Por isso, continuamos sem saber
se, de facto, o chá está a ser utilizado, por quem, para que
fins e para que resultados. Acho que o que deveria ter sido feito era ter
pensado em testar o conteúdo do chá para saber da sua composição e
eventualmente proceder a um teste para saber, como vários
outros produtos que estão a ser testados neste momento por todo
mundo, se tem algum papel no tratamento ou prevenção do [novo] coronavírus. E
não assumir, à partida, que era já uma descoberta fantástica.
DW África: E agora, o que se deve
fazer na Guiné-Bissau para combater a pandemia?
MR: Temos que fazer várias
coisas ao mesmo tempo e fazê-las bem. Para isso, é preciso admitir que isto não
está a correr bem e é preciso juntar competências, trazer mais pessoas para
esse combate, porque não pode ser só uma luta do Ministério da Saúde ou de
polícias da ordem, como tem sido até aqui. Ou seja, temos
polícias a correr atrás das pessoas e, por outro
lado, o pessoal da saúde a correr atrás do vírus.
Precisamos de uma estratégia que
vá travar a propagação. Agora vamos assistir a um aumento do número de casos
que precisam ser hospitalizados, infelizmente. Precisamos de treinar os nossos
agentes de saúde para tratarem os casos graves, temos que tentar
reduzir a mortalidade e temos também que evitar a propagação da epidemia
através de uma educação para a mudança de comportamento. As pessoas têm de
perceber que isto agora está a viver connosco e temos de mudar comportamento
para poder travar a sua progressão.
Isso implica também agir em
termos de comunicação. A nossa comunicação para os riscos de infeção por
Covid-19 não está a ser eficaz, porque continuamos a ouvir queixas de que a
população não está a acatar as medidas de prevenção. As formas como essas medidas
são veiculadas não têm tido um impacto junto da população.
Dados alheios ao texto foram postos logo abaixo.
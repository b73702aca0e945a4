//! Local retrieval index over a directory of notes.
//!
//! # Architecture
//!
//! - `scanner`: Walks the notes directory, derives content ids, classifies changes
//! - `chunking`: Splits document lines into overlapping chunks
//! - `embeddings`: Wraps fastembed behind the `Embedder` trait
//! - `vector_index`: In-memory exact inner-product index with positional ids
//! - `vector_storage`: Binary file I/O for vectors.bin persistence
//! - `meta_store`: Slot-addressed chunk records (meta.jsonl + meta.idx)
//! - `builder`: Cold build and the batch writer shared with rebuilds
//! - `rebuild`: Incremental rebuild with full-build fallback
//! - `index`: Loading a committed index
//! - `retrieval`: Query to ranked chunks
//!
//! A chunk's record and its vector always share a slot number, across both
//! stores and across rebuilds.

pub mod builder;
pub mod chunking;
pub mod embeddings;
pub mod index;
pub mod meta_store;
pub mod rebuild;
pub mod retrieval;
pub mod scanner;
pub mod vector_index;
pub mod vector_storage;

/// Default embedding model name
pub const DEFAULT_MODEL: &str = "all-MiniLM-L6-v2";
//! Query-time lookup: embed the query, search the vector index, resolve
//! matching slots to their metadata records.

use serde::Serialize;

use crate::rag::embeddings::{Embedder, EmbeddingError};
use crate::rag::index::RagIndex;
use crate::rag::meta_store::MetaStoreError;
use crate::rag::vector_index::IndexError;

#[derive(Debug, thiserror::Error)]
pub enum RetrievalError {
    #[error("failed to embed query: {0}")]
    Embedding(#[from] EmbeddingError),

    #[error("index error: {0}")]
    Index(#[from] IndexError),

    #[error("metadata error: {0}")]
    Meta(#[from] MetaStoreError),
}

/// A retrieved chunk together with its similarity to the query.
#[derive(Debug, Clone, Serialize, PartialEq)]
pub struct Hit {
    pub document_id: String,
    pub source: String,
    pub chunk_sequence: u32,
    pub text: String,
    pub score: f32,
}

/// Up to `top_k` chunks whose score is at least `min_score`, best first.
///
/// Rows the engine reports without a match are skipped. Equal scores keep the
/// order the engine returned them in.
pub fn retrieve(
    embedder: &dyn Embedder,
    index: &mut RagIndex,
    query: &str,
    top_k: usize,
    min_score: f32,
) -> Result<Vec<Hit>, RetrievalError> {
    if top_k == 0 || index.is_empty() {
        return Ok(vec![]);
    }

    let query_vector = embedder.embed(query)?;
    let neighbors = index.vectors.search(&query_vector, top_k)?;

    let mut hits = Vec::with_capacity(neighbors.len());
    for neighbor in neighbors {
        if neighbor.position < 0 || neighbor.score < min_score {
            continue;
        }

        let record = index.meta.get(neighbor.position as usize)?;
        hits.push(Hit {
            document_id: record.document_id,
            source: record.source,
            chunk_sequence: record.chunk_sequence,
            text: record.text,
            score: neighbor.score,
        });
    }

    log::debug!("query '{query}' matched {} chunks", hits.len());
    Ok(hits)
}

#[cfg(test)]
mod tests {
    use super::*;
    use crate::rag::builder::IndexBuilder;
    use crate::rag::chunking::Chunk;
    use crate::storage::StorageLayout;
    use crate::tests::MockEmbedder;

    #[test]
    fn test_zero_top_k_returns_nothing() {
        let tmp = tempfile::tempdir().unwrap();
        let layout = StorageLayout::new(tmp.path()).unwrap();
        let embedder = MockEmbedder::new(4);
        let vectors = IndexBuilder::new(&embedder, &layout, 4)
            .build(vec![Chunk::new("d", 0, "a.md", "alpha")])
            .unwrap();
        let mut index = RagIndex::open_with(&layout, vectors).unwrap();

        let hits = retrieve(&embedder, &mut index, "alpha", 0, 0.0).unwrap();

        assert!(hits.is_empty());
        // only the build pass reached the embedder
        assert_eq!(embedder.embedded_texts(), vec!["alpha"]);
    }

    #[test]
    fn test_exact_text_scores_one() {
        let tmp = tempfile::tempdir().unwrap();
        let layout = StorageLayout::new(tmp.path()).unwrap();
        let embedder = MockEmbedder::new(8);
        let vectors = IndexBuilder::new(&embedder, &layout, 4)
            .build(vec![
                Chunk::new("d1", 0, "a.md", "alpha"),
                Chunk::new("d2", 0, "b.md", "beta"),
            ])
            .unwrap();
        let mut index = RagIndex::open_with(&layout, vectors).unwrap();

        let hits = retrieve(&embedder, &mut index, "beta", 1, 0.0).unwrap();

        assert_eq!(hits.len(), 1);
        assert_eq!(hits[0].source, "b.md");
        assert_eq!(hits[0].document_id, "d2");
        assert!((hits[0].score - 1.0).abs() < 1e-5);
    }
}
use std::ops::ControlFlow;

use anyhow::Context;
use clap::Parser;
use inquire::error::InquireError;
use tracing_subscriber::EnvFilter;

mod app;
mod cli;
mod config;
mod rag;
mod storage;
#[cfg(test)]
mod tests;

use app::{App, AppFactory};
use rag::retrieval::Hit;

const REPL_HELP: &str = "\nCommands:\n\
    \x20  :quit      or  :q    -> exit\n\
    \x20  :help      or  :h    -> show this help\n\
    \x20  :reindex   or  :ri   -> update the index\n\
    \x20  :citations or  :ci   -> toggle source and score display\n\
    \x20  :sources   or  :so   -> list indexed files\n";

fn main() -> anyhow::Result<()> {
    tracing_subscriber::fmt()
        .with_env_filter(EnvFilter::try_from_default_env().unwrap_or_else(|_| EnvFilter::new("warn")))
        .with_writer(std::io::stderr)
        .init();

    let args = cli::Args::parse();

    let paths = AppFactory::get_paths(args.base_dir)?;
    let mut app = AppFactory::create_app(&paths)?;

    match args.command {
        cli::Command::Search {
            query,
            reindex,
            top_k,
            min_score,
            json,
        } => {
            if reindex {
                app.reindex(false)?;
            }

            let hits = app.search(&query, top_k.map(usize::from), min_score)?;

            if json {
                println!("{}", serde_json::to_string_pretty(&hits)?);
            } else if hits.is_empty() {
                println!("no matching notes");
            } else {
                print_hits(&hits, true);
            }
        }

        cli::Command::Reindex { full } => {
            let report = app.reindex(full)?;
            println!(
                "{} slots indexed ({} reused, {} embedded) in {:.2?}",
                report.total, report.reused, report.embedded, report.elapsed
            );
        }

        cli::Command::Sources {} => {
            for source in app.sources()? {
                println!("{source}");
            }
        }

        cli::Command::Status { json } => {
            let status = app.status()?;
            if json {
                println!("{}", serde_json::to_string_pretty(&status)?);
            } else {
                println!("notes:     {}", status.notes_dir.display());
                println!("storage:   {}", status.storage_dir.display());
                println!("model:     {}", status.model);
                println!("chunking:  {} chars, {} overlap", status.chunk_size, status.chunk_overlap);
                if status.indexed {
                    println!("chunks:    {}", status.slots);
                    println!("documents: {}", status.documents);
                    println!("sources:   {}", status.sources);
                } else {
                    println!("index:     not built");
                }
            }
        }

        cli::Command::Repl {} => repl(&mut app)?,
    }

    Ok(())
}

fn repl(app: &mut App) -> anyhow::Result<()> {
    app.index().context("Failed to open index")?;
    println!("\nNotes search\nType a query, or :h for help.\n");

    let mut show_citations = false;

    loop {
        let query = match inquire::Text::new(">").prompt() {
            Ok(query) => query.trim().to_string(),
            Err(InquireError::OperationInterrupted) | Err(InquireError::OperationCanceled) => {
                println!("\nBye~");
                break;
            }
            Err(err) => anyhow::bail!("An error occurred: {}", err),
        };

        if run_line(app, &query, &mut show_citations).is_break() {
            println!("\nBye~");
            break;
        }
    }

    Ok(())
}

/// Handle one REPL line. Command failures are reported and the session goes on.
fn run_line(app: &mut App, line: &str, show_citations: &mut bool) -> ControlFlow<()> {
    match line {
        "" => {}
        ":quit" | ":q" => return ControlFlow::Break(()),
        ":help" | ":h" => println!("{REPL_HELP}"),
        ":reindex" | ":ri" => match app.reindex(false) {
            Ok(report) => println!(
                "{} slots indexed ({} reused, {} embedded)\n",
                report.total, report.reused, report.embedded
            ),
            Err(err) => eprintln!("reindex failed: {err:#}\n"),
        },
        ":sources" | ":so" => match app.sources() {
            Ok(sources) => {
                println!("\nSOURCES:\n");
                for source in sources {
                    println!("- {source}");
                }
                println!();
            }
            Err(err) => eprintln!("sources failed: {err:#}\n"),
        },
        ":citations" | ":ci" => {
            *show_citations = !*show_citations;
            println!("citations {}\n", if *show_citations { "on" } else { "off" });
        }
        _ => match app.search(line, None, None) {
            Ok(hits) if hits.is_empty() => println!("no matching notes\n"),
            Ok(hits) => print_hits(&hits, *show_citations),
            Err(err) => eprintln!("search failed: {err:#}\n"),
        },
    }

    ControlFlow::Continue(())
}

fn print_hits(hits: &[Hit], show_citations: bool) {
    for hit in hits {
        if show_citations {
            println!(
                "- {} (chunk={}, score={:.3})",
                hit.source, hit.chunk_sequence, hit.score
            );
        }
        println!("{}\n", hit.text);
    }
}
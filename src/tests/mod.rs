//! Cross-module index tests and shared test doubles.


use std::cell::RefCell;
use std::collections::HashMap;

use sha2::{Digest, Sha256};

use crate::rag::embeddings::{normalize, Embedder, EmbeddingError};

/// Deterministic embedder for tests.
///
/// Texts registered with [`MockEmbedder::with_vector`] map to their fixed
/// vector; any other text maps to a normalized vector derived from its
/// SHA256, so equal texts always embed identically. Every text it is asked
/// to embed is recorded.
pub struct MockEmbedder {
    name: String,
    dimensions: usize,
    fixed: HashMap<String, Vec<f32>>,
    fail_on: Option<String>,
    drop_last: bool,
    calls: RefCell<Vec<String>>,
}

impl MockEmbedder {
    pub fn new(dimensions: usize) -> Self {
        Self::named("mock-embedder", dimensions)
    }

    pub fn named(name: &str, dimensions: usize) -> Self {
        Self {
            name: name.to_string(),
            dimensions,
            fixed: HashMap::new(),
            fail_on: None,
            drop_last: false,
            calls: RefCell::new(Vec::new()),
        }
    }

    pub fn with_vector(mut self, text: &str, vector: Vec<f32>) -> Self {
        assert_eq!(vector.len(), self.dimensions);
        self.fixed.insert(text.to_string(), vector);
        self
    }

    /// Return one vector fewer than requested.
    pub fn dropping_last(mut self) -> Self {
        self.drop_last = true;
        self
    }

    /// Fail any batch that contains `text`.
    pub fn failing_on(mut self, text: &str) -> Self {
        self.fail_on = Some(text.to_string());
        self
    }

    pub fn embedded_texts(&self) -> Vec<String> {
        self.calls.borrow().clone()
    }

    pub fn clear_calls(&self) {
        self.calls.borrow_mut().clear();
    }

    fn vector_for(&self, text: &str) -> Vec<f32> {
        if let Some(vector) = self.fixed.get(text) {
            return vector.clone();
        }

        let digest = Sha256::digest(text.as_bytes());
        let mut vector: Vec<f32> = (0..self.dimensions)
            .map(|i| digest[i % digest.len()] as f32 + 1.0)
            .collect();
        normalize(&mut vector);
        vector
    }
}

impl Embedder for MockEmbedder {
    fn name(&self) -> &str {
        &self.name
    }

    fn embed_batch(&self, texts: &[String]) -> Result<Vec<Vec<f32>>, EmbeddingError> {
        if let Some(bad) = &self.fail_on {
            if texts.iter().any(|t| t == bad) {
                return Err(EmbeddingError::EmbeddingFailed(format!("refusing '{bad}'")));
            }
        }

        self.calls.borrow_mut().extend(texts.iter().cloned());

        let mut vectors: Vec<Vec<f32>> = texts.iter().map(|t| self.vector_for(t)).collect();
        if self.drop_last {
            vectors.pop();
        }
        Ok(vectors)
    }
}

/// Write `files` (relative path, content) under `root`.
pub fn write_notes(root: &std::path::Path, files: &[(&str, &str)]) {
    for (path, content) in files {
        let path = root.join(path);
        if let Some(parent) = path.parent() {
            std::fs::create_dir_all(parent).unwrap();
        }
        std::fs::write(path, content).unwrap();
    }
}
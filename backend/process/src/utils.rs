use std::{collections::HashSet, fs, path::Path};

use anyhow::{Context, Result};
use indicatif::ProgressStyle;

use crate::models::{ManifestEntry, MappingEntry};

pub fn read_manifest(path: &Path) -> Result<Vec<ManifestEntry>> {
    let raw = fs::read_to_string(path)
        .with_context(|| format!("Failed to read manifest {}", path.display()))?;

    let entries: Vec<ManifestEntry> =
        serde_json::from_str(&raw).context("Manifest is not a JSON array of entries")?;

    Ok(clean_entries(entries))
}

/// Trims urls, drops blanks and repeated urls, keeps the first occurrence.
pub fn clean_entries(entries: Vec<ManifestEntry>) -> Vec<ManifestEntry> {
    let mut seen = HashSet::new();

    entries
        .into_iter()
        .map(|entry| ManifestEntry {
            image_url: entry.image_url.trim().to_string(),
            image_type: entry.image_type,
        })
        .filter(|entry| !entry.image_url.is_empty())
        .filter(|entry| seen.insert(entry.image_url.clone()))
        .collect()
}

pub fn write_mapping(path: &Path, mapping: &[MappingEntry]) -> Result<()> {
    let json = serde_json::to_string_pretty(mapping)?;

    fs::write(path, json).with_context(|| format!("Failed to write mapping {}", path.display()))
}

pub fn progress_style() -> ProgressStyle {
    ProgressStyle::with_template(
        "{spinner:.green} [{elapsed_precise}] [{bar:40.cyan/blue}] {pos}/{len} {msg}",
    )
    .unwrap_or_else(|_| ProgressStyle::default_bar())
    .progress_chars("=> ")
}
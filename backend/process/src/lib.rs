//! # Image Backfill
//!
//! Copies external model images into the local cache area, in bulk.
//!
//! ## Flow
//! 1. Read a manifest, a JSON array of `{ "imageUrl": ..., "imageType": ... }`.
//!
//! 2. Drop blank and repeated urls.
//!
//! 3. Post each entry to the sync function, one at a time, single attempt each.
//!
//! 4. Write `{ originalUrl, localPath, cachedUrl }` for every success to the mapping file.
//!    Writing `localPath` back into the content records is left to the admin.
//!
//! ## Notes
//! - The sync function never deduplicates, rerunning a manifest creates new copies
//! - Failures are reported and skipped, nothing is retried
use std::{path::Path, time::Duration};

use anyhow::{Context, Result, anyhow};
use indicatif::ProgressBar;
use reqwest::Client;

pub mod models;
pub mod utils;

use models::{ManifestEntry, MappingEntry, SyncFailure, SyncResponse};
use utils::{progress_style, read_manifest, write_mapping};

pub struct Summary {
    pub synced: usize,
    pub failed: Vec<(String, String)>,
}

pub async fn backfill(
    manifest: &Path,
    endpoint: &str,
    output: &Path,
    timeout: Duration,
) -> Result<Summary> {
    let entries = read_manifest(manifest)?;
    println!("Loaded Entries: {}\n", entries.len());

    let client = Client::builder()
        .timeout(timeout)
        .build()
        .context("Failed to build http client")?;

    let pb = ProgressBar::new(entries.len() as u64);
    pb.set_style(progress_style());

    let mut mapping = Vec::new();
    let mut failed = Vec::new();

    for entry in &entries {
        pb.set_message(format!("Syncing {}", entry.image_url));

        match sync_one(&client, endpoint, entry).await {
            Ok(synced) => mapping.push(synced),
            Err(e) => {
                pb.println(format!("Failed {}: {e:#}", entry.image_url));
                failed.push((entry.image_url.clone(), format!("{e:#}")));
            }
        }

        pb.inc(1);
    }

    pb.finish_with_message("Done");

    write_mapping(output, &mapping)?;

    println!("\nSynced: {}", mapping.len());
    println!("Failed: {}", failed.len());
    println!("Mapping: {}", output.display());

    Ok(Summary {
        synced: mapping.len(),
        failed,
    })
}

async fn sync_one(client: &Client, endpoint: &str, entry: &ManifestEntry) -> Result<MappingEntry> {
    let response = client.post(endpoint).json(entry).send().await?;
    let status = response.status();

    if !status.is_success() {
        let reason = response
            .json::<SyncFailure>()
            .await
            .map(|failure| failure.error)
            .unwrap_or_else(|_| status.to_string());

        return Err(anyhow!("{status}: {reason}"));
    }

    let synced: SyncResponse = response.json().await?;

    Ok(synced.into())
}

#[cfg(test)]
mod tests {
    use std::{fs, path::PathBuf, time::Duration};

    use axum::{Json, Router, http::StatusCode, routing::post};
    use serde_json::{Value, json};
    use tempfile::{TempDir, tempdir};
    use tokio::net::TcpListener;

    use super::{backfill, models::MappingEntry};

    fn manifest(dir: &TempDir, body: &str) -> (PathBuf, PathBuf) {
        let manifest = dir.path().join("manifest.json");
        fs::write(&manifest, body).unwrap();

        (manifest, dir.path().join("mapping.json"))
    }

    /// Answers like the sync function. Urls containing `missing` fail upstream.
    async fn spawn_sync_endpoint() -> String {
        let app = Router::new().route(
            "/functions/sync-image-to-local",
            post(|Json(body): Json<Value>| async move {
                let image_url = body["imageUrl"].as_str().unwrap_or_default().to_string();

                if image_url.contains("missing") {
                    return (
                        StatusCode::INTERNAL_SERVER_ERROR,
                        Json(json!({ "success": false, "error": "Failed to fetch image: Not Found" })),
                    );
                }

                let image_type = body["imageType"].as_str().unwrap_or("image");
                let file_name = format!("{image_type}-1700000000000.jpg");

                (
                    StatusCode::OK,
                    Json(json!({
                        "success": true,
                        "localPath": format!("/images/{file_name}"),
                        "cachedUrl": format!("https://cdn.example.com/local-cache/{file_name}"),
                        "originalUrl": image_url,
                        "fileName": file_name,
                    })),
                )
            }),
        );

        let listener = TcpListener::bind("127.0.0.1:0").await.unwrap();
        let address = listener.local_addr().unwrap();

        tokio::spawn(async move {
            axum::serve(listener, app).await.unwrap();
        });

        format!("http://{address}/functions/sync-image-to-local")
    }

    #[tokio::test]
    async fn test_successes_written_to_mapping() {
        let endpoint = spawn_sync_endpoint().await;
        let dir = tempdir().unwrap();
        let (manifest, output) = manifest(
            &dir,
            r#"[{"imageUrl":"https://x.com/a.jpg","imageType":"model"},{"imageUrl":"https://x.com/missing.jpg"}]"#,
        );

        let summary = backfill(&manifest, &endpoint, &output, Duration::from_secs(5))
            .await
            .unwrap();

        assert_eq!(summary.synced, 1);
        assert_eq!(summary.failed.len(), 1);
        assert_eq!(summary.failed[0].0, "https://x.com/missing.jpg");
        assert!(summary.failed[0].1.contains("500"));
        assert!(summary.failed[0].1.ends_with("Failed to fetch image: Not Found"));

        let mapping: Vec<MappingEntry> =
            serde_json::from_str(&fs::read_to_string(&output).unwrap()).unwrap();
        assert_eq!(
            mapping,
            vec![MappingEntry {
                original_url: "https://x.com/a.jpg".to_string(),
                local_path: "/images/model-1700000000000.jpg".to_string(),
                cached_url: "https://cdn.example.com/local-cache/model-1700000000000.jpg"
                    .to_string(),
            }]
        );
    }

    #[tokio::test]
    async fn test_unreachable_endpoint_reports_failures() {
        let dir = tempdir().unwrap();
        let (manifest, output) = manifest(
            &dir,
            r#"[{"imageUrl":"https://x.com/a.jpg"},{"imageUrl":"https://x.com/b.jpg"},{"imageUrl":" "}]"#,
        );

        let summary = backfill(
            &manifest,
            "http://127.0.0.1:1/functions/sync-image-to-local",
            &output,
            Duration::from_secs(2),
        )
        .await
        .unwrap();

        assert_eq!(summary.synced, 0);
        assert_eq!(summary.failed.len(), 2);
        assert_eq!(fs::read_to_string(&output).unwrap(), "[]");
    }
}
E, sobretudo, precisamos evitar
também que os agentes de saúde continuem infetados ao ritmo que está a
acontecer. Isto quer dizer que é preciso pôr nos hospitais, nos centros de
saúde, material e equipamento de proteção individual para evitar que os
enfermeiros e os médicos se infetem. Isso é inadmissível. Nós sabemos que eles
estão na linha da frente, são pessoas de risco, mas também sabemos como evitar
essa infeção. Senão daqui a pouco ir ao hospital vai acabar por ser a maior
fonte de contágio para todos. Não pode ser. Já começamos a ter médicos e
enfermeiros doentes e vamos ter dificuldades em travar esta epidemia.